__YOUR GOAL__: Given the records below, pull every line with the word "descending" into the answer.

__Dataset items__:
+++
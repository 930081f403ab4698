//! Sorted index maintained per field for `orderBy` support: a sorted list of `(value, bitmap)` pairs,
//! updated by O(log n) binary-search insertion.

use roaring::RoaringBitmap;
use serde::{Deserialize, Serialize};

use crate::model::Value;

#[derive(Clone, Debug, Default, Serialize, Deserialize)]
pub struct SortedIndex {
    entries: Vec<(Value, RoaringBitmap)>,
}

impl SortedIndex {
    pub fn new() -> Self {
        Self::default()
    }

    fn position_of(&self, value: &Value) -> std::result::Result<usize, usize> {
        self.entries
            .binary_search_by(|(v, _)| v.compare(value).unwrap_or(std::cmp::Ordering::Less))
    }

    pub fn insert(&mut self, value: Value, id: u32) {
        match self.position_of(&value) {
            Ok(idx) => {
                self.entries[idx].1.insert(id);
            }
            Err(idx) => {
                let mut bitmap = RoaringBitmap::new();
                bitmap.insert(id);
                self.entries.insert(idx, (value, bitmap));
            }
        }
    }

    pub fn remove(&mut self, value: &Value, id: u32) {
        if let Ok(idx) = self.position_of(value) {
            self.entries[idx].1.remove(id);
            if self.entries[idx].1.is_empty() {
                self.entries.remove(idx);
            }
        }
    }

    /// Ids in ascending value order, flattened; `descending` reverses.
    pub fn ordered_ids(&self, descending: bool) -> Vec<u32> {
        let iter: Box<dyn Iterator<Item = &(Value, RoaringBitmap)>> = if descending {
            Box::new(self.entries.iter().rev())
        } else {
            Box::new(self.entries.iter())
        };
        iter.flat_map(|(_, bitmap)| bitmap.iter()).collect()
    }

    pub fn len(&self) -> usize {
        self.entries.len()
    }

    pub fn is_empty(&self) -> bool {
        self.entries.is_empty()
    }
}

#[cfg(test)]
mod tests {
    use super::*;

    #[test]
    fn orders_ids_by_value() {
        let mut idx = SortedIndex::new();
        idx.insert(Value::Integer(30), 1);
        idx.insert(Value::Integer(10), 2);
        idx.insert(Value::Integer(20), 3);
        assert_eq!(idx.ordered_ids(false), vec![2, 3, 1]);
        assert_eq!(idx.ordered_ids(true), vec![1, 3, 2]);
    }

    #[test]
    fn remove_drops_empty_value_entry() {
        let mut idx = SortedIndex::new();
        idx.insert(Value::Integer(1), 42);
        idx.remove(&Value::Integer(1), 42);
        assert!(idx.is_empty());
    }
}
+++
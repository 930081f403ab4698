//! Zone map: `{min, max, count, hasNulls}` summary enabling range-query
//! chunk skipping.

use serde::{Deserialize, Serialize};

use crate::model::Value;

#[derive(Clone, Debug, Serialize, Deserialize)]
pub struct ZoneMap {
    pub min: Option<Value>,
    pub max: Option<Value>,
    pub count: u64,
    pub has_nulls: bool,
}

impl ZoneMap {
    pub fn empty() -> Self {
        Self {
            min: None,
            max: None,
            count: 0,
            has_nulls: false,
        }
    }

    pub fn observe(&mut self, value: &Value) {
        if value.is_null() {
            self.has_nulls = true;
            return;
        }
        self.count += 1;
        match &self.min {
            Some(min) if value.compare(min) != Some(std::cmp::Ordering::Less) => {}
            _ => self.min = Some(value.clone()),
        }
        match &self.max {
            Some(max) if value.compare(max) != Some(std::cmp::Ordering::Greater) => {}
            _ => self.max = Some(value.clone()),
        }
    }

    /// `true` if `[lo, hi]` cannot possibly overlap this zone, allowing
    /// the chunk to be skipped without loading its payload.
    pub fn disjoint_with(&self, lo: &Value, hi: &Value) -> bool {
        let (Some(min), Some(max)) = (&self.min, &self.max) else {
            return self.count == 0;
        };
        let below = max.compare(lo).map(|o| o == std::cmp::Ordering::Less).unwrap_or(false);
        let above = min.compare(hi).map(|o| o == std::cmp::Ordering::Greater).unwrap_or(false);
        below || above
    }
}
+++
__TASK RESULT__:
    /// Ids in ascending value order, flattened; `descending` reverses.
    pub fn ordered_ids(&self, descending: bool) -> Vec<u32> {
        let iter: Box<dyn Iterator<Item = &(Value, RoaringBitmap)>> = if descending {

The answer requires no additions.